RESEARCH PROJECT 1.BIOSTATISTICS IN COMPUTATIONAL TOXICOLOGY
Investigators: Wright (P.I.), Gupta, Zou, Truong, Ibrahim, Lin, Nobel
The field of biostatistics has emerged in the last several decades as an indispensable branch of applied statistics, useful in medical and biological problems in which uncertainty plays a role. In this proposal, we are primarily concerned with biostatistical informatics, the application of biostatistical principles to problems arising in bioinformatics and computational biology. The explosive increase in high-throughput genomics data has brought a pressing need for statistically efficient procedures to quantify and explore these data and to perform meaningful inference. These developments have also become increasingly specialized, involving disparate methods for sequence analysis, preprocessing and statistical inference for so-called “-omics” data, arising from transcriptomic, proteomic, and metabolomic (metabonomic) profiling. This list is by no means exhaustive, and statistical reasoning is now increasingly applied in probabilistic models of gene networks and analysis of complex biological simulation models. Traditional areas of statistical genetics, such as association mapping, are also merging with other high-throughput methods such as transcription profiling, as the density of genotyping assays increases. Data on chemotoxicity profiles from EPA, NIEHS and other sources is markedly increasing, and the interface between Projects 1 and 2 (Cheminformatics) will bring about a merging of techniques that had until recently developed largely independently.
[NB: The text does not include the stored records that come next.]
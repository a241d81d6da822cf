//! Live divergence tracking against a selected schematic placement

use std::collections::{HashMap, HashSet};
use std::sync::Arc;

use crate::schematic::block::BlockKey;
use crate::schematic::index::SchematicIndex;
use crate::schematic::position::{BlockPos, ColumnKey, column_of, distance_sq};
use crate::tracker::markers::MarkerSet;
use crate::tracker::world::WorldQuery;

/// Ticks between incremental refreshes
pub const REFRESH_INTERVAL_TICKS: u64 = 5;

/// Block radius around the reference point refreshed each interval
pub const REFRESH_RADIUS: i64 = 10;

/// A schematic pinned at a world origin.
///
/// Placement identity is the schematic's `Arc` identity plus the origin;
/// re-selecting the same placement never triggers a rebuild, while a
/// re-decoded schematic (new `Arc`) always does.
#[derive(Debug, Clone)]
pub struct Placement {
    schematic: Arc<SchematicIndex>,
    origin: BlockPos,
}

impl Placement {
    pub fn new(schematic: Arc<SchematicIndex>, origin: BlockPos) -> Self {
        Self { schematic, origin }
    }

    pub fn schematic(&self) -> &Arc<SchematicIndex> {
        &self.schematic
    }

    pub fn origin(&self) -> BlockPos {
        self.origin
    }

    fn same_identity(&self, other: &Placement) -> bool {
        Arc::ptr_eq(&self.schematic, &other.schematic) && self.origin == other.origin
    }
}

/// Expected content of one tracked world position
#[derive(Debug, Clone)]
struct Expected {
    key: BlockKey,
    region: String,
}

/// Tracks how the live world diverges from a selected placement.
///
/// Idle until a placement is selected. While tracking, only top-of-column
/// positions are evaluated: buried blocks cannot be seen by a surveyor
/// and are deliberately left out of the marker set. Between full passes,
/// `tick` re-checks positions near a reference point every few ticks;
/// everything further away keeps its last verdict until the next
/// `refresh` or rebuild.
#[derive(Debug)]
pub struct DivergenceTracker {
    markers: Arc<MarkerSet>,
    placement: Option<Placement>,
    active: bool,
    /// Expected key and owning region per absolute world position
    tracked: HashMap<BlockPos, Expected>,
    /// Highest tracked y per column
    column_top: HashMap<ColumnKey, i32>,
    /// Top positions last observed as matching
    matching: HashSet<BlockPos>,
    ticks: u64,
}

impl DivergenceTracker {
    pub fn new(markers: Arc<MarkerSet>) -> Self {
        Self {
            markers,
            placement: None,
            active: false,
            tracked: HashMap::new(),
            column_top: HashMap::new(),
            matching: HashSet::new(),
            ticks: 0,
        }
    }

    pub fn markers(&self) -> &Arc<MarkerSet> {
        &self.markers
    }

    pub fn is_tracking(&self) -> bool {
        self.active && self.placement.is_some()
    }

    pub fn placement(&self) -> Option<&Placement> {
        self.placement.as_ref()
    }

    /// Solid blocks of the selected placement
    pub fn tracked_count(&self) -> usize {
        self.tracked.len()
    }

    /// Top positions last seen matching their expected block
    pub fn matching_count(&self) -> usize {
        self.matching.len()
    }

    pub fn is_matching(&self, pos: &BlockPos) -> bool {
        self.matching.contains(pos)
    }

    /// Expected block and owning region at a world position, if tracked
    pub fn expected_at(&self, pos: &BlockPos) -> Option<(&BlockKey, &str)> {
        self.tracked.get(pos).map(|e| (&e.key, e.region.as_str()))
    }

    /// Start tracking a placement.
    ///
    /// A new placement identity rebuilds all state from scratch and
    /// evaluates every column top against the world. Re-selecting the
    /// current placement after a `disable` re-evaluates without
    /// rebuilding; re-selecting while already tracking is a no-op.
    pub fn select(&mut self, placement: Placement, world: &impl WorldQuery) {
        let same = self
            .placement
            .as_ref()
            .is_some_and(|current| current.same_identity(&placement));

        if !same {
            self.rebuild(placement);
            self.evaluate_all(world);
        } else if !self.active {
            self.placement = Some(placement);
            self.evaluate_all(world);
        }
        self.active = true;
    }

    /// Stop tracking. Markers and match state are cleared; the derived
    /// block index is retained so re-selecting the same placement only
    /// needs a world re-evaluation.
    pub fn disable(&mut self) {
        self.markers.clear();
        self.matching.clear();
        self.active = false;
        log::info!("Divergence tracking disabled");
    }

    /// Per-tick update. Every [`REFRESH_INTERVAL_TICKS`] ticks, column
    /// tops within [`REFRESH_RADIUS`] of the reference point are
    /// re-evaluated; everything else is left untouched.
    pub fn tick(&mut self, world: &impl WorldQuery, reference: BlockPos) {
        if !self.is_tracking() {
            return;
        }
        self.ticks += 1;
        if !self.ticks.is_multiple_of(REFRESH_INTERVAL_TICKS) {
            return;
        }

        let radius_sq = REFRESH_RADIUS * REFRESH_RADIUS;
        let mut refreshed = 0usize;
        for (&pos, expected) in &self.tracked {
            if self.column_top.get(&column_of(pos)) != Some(&pos.y) {
                continue;
            }
            if distance_sq(pos, reference) > radius_sq {
                continue;
            }
            evaluate(&self.markers, &mut self.matching, world, pos, expected);
            refreshed += 1;
        }
        log::debug!(
            "Refreshed {refreshed} positions near {reference}, {} diverging",
            self.markers.len()
        );
    }

    /// Re-evaluate every column top against the world
    pub fn refresh(&mut self, world: &impl WorldQuery) {
        if !self.is_tracking() {
            return;
        }
        self.evaluate_all(world);
    }

    fn rebuild(&mut self, placement: Placement) {
        self.markers.clear();
        self.matching.clear();
        self.tracked.clear();
        self.column_top.clear();
        self.ticks = 0;

        for (pos, key, region) in placement.schematic.iter_solid() {
            let world_pos = placement.origin + pos;
            self.tracked.insert(
                world_pos,
                Expected { key: key.clone(), region: region.to_string() },
            );
            self.column_top
                .entry(column_of(world_pos))
                .and_modify(|top| *top = (*top).max(world_pos.y))
                .or_insert(world_pos.y);
        }

        log::info!(
            "Tracking placement at {}: {} blocks, {} columns",
            placement.origin,
            self.tracked.len(),
            self.column_top.len()
        );
        self.placement = Some(placement);
    }

    fn evaluate_all(&mut self, world: &impl WorldQuery) {
        for (column, &y) in &self.column_top {
            let pos = BlockPos::new(column.x, y, column.y);
            if let Some(expected) = self.tracked.get(&pos) {
                evaluate(&self.markers, &mut self.matching, world, pos, expected);
            }
        }
        log::debug!(
            "Evaluated {} column tops, {} diverging",
            self.column_top.len(),
            self.markers.len()
        );
    }
}

fn evaluate(
    markers: &MarkerSet,
    matching: &mut HashSet<BlockPos>,
    world: &impl WorldQuery,
    pos: BlockPos,
    expected: &Expected,
) {
    let observed = world.block_at(pos);
    if expected.key.matches(&observed) {
        matching.insert(pos);
        markers.remove(&pos);
    } else {
        matching.remove(&pos);
        markers.add(pos);
    }
}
RESEARCH PROJECT 2.CHEMINFORMATICS
Investigators: Tropsha (P.I.), Zheng, Golbraikh, Liu
Project 2 seeks to establish a universally applicable and robust predictive toxicology modeling framework based on rigorous Quantitative Structure Activity/Property Relationships (QSAR/QSPR, used here interchangeably) methodologies. The framework has been refined over many years of our research on QSPR methodology development and application to experimental datasets that led to novel analytical approaches (Zheng and Tropsha, 2000), descriptors (Golbraikh and Tropsha, 2003), model validation schemes (Golbraikh and Tropsha, 2002a;Tropsha et al., 2003), overall QSPR workflow design (Shen et al., 2004b;Kovatcheva et al., 2004), and multiple end-point predictors (see (Tropsha, 2003;Tropsha, 2005) for recent reviews). This Project focuses on the design of optimized QSPR protocols for the development of reliable models of critically important toxicological end point properties with the goal of sharing both modeling software and specialized predictors with the research community via a web-based Predictive Toxicology Portal. Objectives will be achieved via concurrent development of QSPR methodology (Specific objective 1), building highly predictive, robust QSPR models of ADME-Tox properties (Specific objective 2), and the deployment of modeling software and individual predictors via a specialized web-portal (Specific objective 3) as follows.
RESEARCH PROJECT 3.COMPUTATIONAL INFRASTRUCTURE FOR SYSTEMS TOXICOLOGY
The Computational Infrastructure for Systems Toxicology project (Project 3) of the proposed Environmental Bioinformatics Research Center (EBRC) will provide direct solutions to computationally challenging problems in Investigational Areas 1 – Improving Linkages in Source-to-Outcome Paradigm, and 3 – Enhanced Quantitative Risk Assessment. Furthermore, Project 3 will generalize the solution methods into a broad computational infrastructure that will support the other two EBRC projects, as well as EPA at large. In this proposal we describe the goals of Project 3 and its importance to the Center, the driving biological problem that will serve as a primer for the design of this infrastructure, the infrastructure design itself, and implementation issues on high-performance and grid computer facilities. We also describe how the other EBRC projects will interact with Project 3, how our personnel will assist in development and integration of new analysis methods into user-friendly, open-access, web-based tools and resources, and how Project 3 will become a broader resource beyond the Center.
The EPA has elevated the importance of the Center’s role in performing outreach and translation activities (POTA). Our center created, as a complement to our research programs, an equally important functional area, integrated into the research, for deploying bioinformatics technologies into the environmental community; our Translation Group. It is understood that the field of bioinformatics, as defined within the Center, is broad in scope and is changing rapidly with discoveries in science and advances in information technologies. The benefactors of the Center are equally diverse in their needs to understand the application and implications of this cutting-edge science to resolving critical environmental issues. The EPA has identified potential benefactors of the center’s research that span policy-makers, the public and other stakeholders, and science professionals.